## Task requirements:
Go through the data below and copy each line that includes "DeliveryFailure".
---- Material for the task
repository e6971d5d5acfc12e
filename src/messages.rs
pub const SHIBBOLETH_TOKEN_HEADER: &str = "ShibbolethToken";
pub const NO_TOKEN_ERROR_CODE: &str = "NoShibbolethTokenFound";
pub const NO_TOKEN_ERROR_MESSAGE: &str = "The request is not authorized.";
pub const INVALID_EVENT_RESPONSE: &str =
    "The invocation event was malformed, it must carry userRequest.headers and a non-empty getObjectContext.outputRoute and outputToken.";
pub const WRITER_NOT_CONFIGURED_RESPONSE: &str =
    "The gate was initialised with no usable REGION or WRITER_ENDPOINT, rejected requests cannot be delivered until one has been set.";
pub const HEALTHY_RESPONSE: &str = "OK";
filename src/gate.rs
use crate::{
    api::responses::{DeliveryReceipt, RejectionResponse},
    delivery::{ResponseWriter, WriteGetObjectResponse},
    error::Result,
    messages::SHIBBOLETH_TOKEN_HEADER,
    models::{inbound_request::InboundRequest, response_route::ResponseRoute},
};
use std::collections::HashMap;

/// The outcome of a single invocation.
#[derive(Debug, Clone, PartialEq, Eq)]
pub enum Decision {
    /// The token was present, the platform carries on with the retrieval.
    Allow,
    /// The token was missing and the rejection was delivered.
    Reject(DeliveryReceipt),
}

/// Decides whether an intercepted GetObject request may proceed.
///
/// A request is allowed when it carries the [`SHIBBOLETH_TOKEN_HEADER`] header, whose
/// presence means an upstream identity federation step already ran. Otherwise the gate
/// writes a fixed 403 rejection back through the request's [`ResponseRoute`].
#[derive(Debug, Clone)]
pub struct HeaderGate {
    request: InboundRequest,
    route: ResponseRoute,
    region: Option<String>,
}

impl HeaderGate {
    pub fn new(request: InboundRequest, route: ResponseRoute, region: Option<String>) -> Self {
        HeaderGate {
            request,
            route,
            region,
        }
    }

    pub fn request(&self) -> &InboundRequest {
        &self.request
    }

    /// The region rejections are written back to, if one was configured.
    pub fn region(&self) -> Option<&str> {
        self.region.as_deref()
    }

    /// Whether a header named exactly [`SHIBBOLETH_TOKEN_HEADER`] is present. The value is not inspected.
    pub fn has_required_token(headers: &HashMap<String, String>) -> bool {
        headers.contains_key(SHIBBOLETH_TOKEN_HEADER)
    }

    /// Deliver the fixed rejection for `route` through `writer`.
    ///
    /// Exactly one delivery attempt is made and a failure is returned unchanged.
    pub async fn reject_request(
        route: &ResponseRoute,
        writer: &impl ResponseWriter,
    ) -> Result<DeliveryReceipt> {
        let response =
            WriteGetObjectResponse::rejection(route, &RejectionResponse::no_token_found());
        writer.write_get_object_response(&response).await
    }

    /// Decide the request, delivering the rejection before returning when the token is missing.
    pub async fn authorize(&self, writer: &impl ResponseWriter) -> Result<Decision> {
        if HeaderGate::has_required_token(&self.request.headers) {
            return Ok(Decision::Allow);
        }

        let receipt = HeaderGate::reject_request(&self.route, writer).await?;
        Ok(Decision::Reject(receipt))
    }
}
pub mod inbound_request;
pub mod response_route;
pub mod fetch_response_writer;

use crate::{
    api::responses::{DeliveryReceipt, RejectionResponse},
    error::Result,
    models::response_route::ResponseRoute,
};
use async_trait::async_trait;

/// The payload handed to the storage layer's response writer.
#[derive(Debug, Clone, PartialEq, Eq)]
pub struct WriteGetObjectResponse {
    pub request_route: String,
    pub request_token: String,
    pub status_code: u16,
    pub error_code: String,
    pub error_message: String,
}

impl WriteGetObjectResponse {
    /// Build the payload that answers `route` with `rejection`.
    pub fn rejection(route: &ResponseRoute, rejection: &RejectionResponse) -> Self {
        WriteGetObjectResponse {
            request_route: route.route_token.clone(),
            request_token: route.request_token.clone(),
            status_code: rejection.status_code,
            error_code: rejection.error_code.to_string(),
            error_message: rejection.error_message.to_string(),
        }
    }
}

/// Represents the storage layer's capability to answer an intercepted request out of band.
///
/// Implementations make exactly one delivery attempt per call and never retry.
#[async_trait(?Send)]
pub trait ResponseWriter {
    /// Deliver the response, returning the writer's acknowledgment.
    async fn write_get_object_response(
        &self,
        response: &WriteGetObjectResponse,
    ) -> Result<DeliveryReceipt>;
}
--------
---- Material for the task
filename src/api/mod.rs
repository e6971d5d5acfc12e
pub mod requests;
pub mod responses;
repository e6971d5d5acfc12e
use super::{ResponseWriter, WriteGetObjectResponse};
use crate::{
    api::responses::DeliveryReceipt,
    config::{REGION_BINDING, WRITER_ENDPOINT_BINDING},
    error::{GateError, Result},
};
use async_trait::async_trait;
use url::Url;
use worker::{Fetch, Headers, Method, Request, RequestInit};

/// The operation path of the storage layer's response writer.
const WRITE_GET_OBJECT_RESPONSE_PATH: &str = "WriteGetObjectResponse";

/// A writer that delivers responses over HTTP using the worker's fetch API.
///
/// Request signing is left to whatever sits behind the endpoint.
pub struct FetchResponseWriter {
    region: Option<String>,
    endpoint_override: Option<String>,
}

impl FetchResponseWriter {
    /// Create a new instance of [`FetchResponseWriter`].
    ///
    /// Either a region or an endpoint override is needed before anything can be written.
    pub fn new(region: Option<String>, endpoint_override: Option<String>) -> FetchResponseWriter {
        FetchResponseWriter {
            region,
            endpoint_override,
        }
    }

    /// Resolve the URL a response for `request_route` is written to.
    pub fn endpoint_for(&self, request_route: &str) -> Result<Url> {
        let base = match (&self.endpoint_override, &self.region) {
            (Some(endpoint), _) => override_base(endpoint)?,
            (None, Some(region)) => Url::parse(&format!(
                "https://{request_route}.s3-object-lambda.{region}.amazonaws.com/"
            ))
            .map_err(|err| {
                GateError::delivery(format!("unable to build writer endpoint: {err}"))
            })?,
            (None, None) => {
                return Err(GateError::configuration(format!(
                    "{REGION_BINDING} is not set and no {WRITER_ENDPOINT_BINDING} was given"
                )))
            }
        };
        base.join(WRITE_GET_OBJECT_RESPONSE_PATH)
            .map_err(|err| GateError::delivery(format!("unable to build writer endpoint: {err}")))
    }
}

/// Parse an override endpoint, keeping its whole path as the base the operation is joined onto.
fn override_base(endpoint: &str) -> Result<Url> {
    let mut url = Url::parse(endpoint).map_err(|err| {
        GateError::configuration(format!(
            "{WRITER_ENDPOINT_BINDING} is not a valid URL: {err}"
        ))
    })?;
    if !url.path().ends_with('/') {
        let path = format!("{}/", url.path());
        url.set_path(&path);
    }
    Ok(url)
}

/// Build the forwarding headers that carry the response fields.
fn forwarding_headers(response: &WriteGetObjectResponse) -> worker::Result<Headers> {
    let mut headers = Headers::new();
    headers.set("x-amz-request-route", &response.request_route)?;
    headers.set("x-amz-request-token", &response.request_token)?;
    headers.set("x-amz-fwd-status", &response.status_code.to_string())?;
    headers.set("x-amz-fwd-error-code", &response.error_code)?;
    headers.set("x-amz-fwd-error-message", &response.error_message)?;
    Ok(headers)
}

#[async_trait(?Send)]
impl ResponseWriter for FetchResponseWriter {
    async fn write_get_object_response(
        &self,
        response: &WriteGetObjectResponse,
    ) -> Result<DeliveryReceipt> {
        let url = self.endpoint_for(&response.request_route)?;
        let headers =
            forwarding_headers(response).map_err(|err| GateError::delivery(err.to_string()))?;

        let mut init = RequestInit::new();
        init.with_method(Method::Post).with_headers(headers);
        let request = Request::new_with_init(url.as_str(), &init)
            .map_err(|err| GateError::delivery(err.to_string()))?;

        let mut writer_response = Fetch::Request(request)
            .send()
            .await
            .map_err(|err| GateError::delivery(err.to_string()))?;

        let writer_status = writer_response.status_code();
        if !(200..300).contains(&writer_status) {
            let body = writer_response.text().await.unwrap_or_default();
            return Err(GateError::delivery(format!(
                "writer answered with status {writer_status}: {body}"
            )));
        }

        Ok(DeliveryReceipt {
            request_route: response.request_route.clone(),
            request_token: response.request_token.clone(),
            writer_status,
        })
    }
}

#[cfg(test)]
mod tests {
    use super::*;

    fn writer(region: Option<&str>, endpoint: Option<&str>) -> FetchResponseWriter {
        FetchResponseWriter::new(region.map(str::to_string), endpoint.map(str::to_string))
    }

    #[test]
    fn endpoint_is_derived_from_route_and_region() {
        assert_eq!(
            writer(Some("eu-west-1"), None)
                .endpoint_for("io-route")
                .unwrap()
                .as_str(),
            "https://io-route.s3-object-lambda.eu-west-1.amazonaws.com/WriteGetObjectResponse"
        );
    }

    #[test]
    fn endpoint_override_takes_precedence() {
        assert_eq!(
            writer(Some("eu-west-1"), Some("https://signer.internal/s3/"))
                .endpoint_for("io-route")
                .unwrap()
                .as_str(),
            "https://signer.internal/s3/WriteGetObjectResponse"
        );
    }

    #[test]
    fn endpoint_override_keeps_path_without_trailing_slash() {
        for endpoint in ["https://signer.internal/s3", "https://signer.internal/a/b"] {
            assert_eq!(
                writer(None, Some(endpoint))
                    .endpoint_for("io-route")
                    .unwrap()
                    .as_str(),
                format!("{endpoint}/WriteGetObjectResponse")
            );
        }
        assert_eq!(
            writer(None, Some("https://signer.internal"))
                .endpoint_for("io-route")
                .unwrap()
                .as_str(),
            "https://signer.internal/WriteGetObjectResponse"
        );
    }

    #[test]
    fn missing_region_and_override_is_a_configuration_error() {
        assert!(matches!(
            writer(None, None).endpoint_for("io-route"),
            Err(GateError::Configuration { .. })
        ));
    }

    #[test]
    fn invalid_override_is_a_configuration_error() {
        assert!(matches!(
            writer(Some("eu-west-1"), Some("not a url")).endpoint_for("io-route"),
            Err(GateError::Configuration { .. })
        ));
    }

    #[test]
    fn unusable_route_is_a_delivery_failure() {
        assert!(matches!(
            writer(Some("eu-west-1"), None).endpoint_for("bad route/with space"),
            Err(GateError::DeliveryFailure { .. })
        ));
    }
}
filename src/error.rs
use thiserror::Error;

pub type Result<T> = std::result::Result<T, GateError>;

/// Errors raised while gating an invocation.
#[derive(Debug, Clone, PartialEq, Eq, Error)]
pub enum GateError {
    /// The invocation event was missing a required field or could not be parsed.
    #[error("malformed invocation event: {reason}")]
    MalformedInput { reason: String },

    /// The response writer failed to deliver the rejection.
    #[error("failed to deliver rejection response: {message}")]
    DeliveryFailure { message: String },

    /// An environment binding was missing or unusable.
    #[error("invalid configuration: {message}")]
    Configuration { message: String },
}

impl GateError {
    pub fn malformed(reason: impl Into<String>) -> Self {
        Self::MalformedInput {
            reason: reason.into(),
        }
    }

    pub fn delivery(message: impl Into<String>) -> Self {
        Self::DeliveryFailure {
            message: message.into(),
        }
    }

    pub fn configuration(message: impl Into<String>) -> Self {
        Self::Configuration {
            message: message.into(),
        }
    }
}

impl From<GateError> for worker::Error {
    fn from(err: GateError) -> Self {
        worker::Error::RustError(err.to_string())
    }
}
--------
## Response below:
            Err(GateError::DeliveryFailure { .. })
    DeliveryFailure { message: String },
        Self::DeliveryFailure {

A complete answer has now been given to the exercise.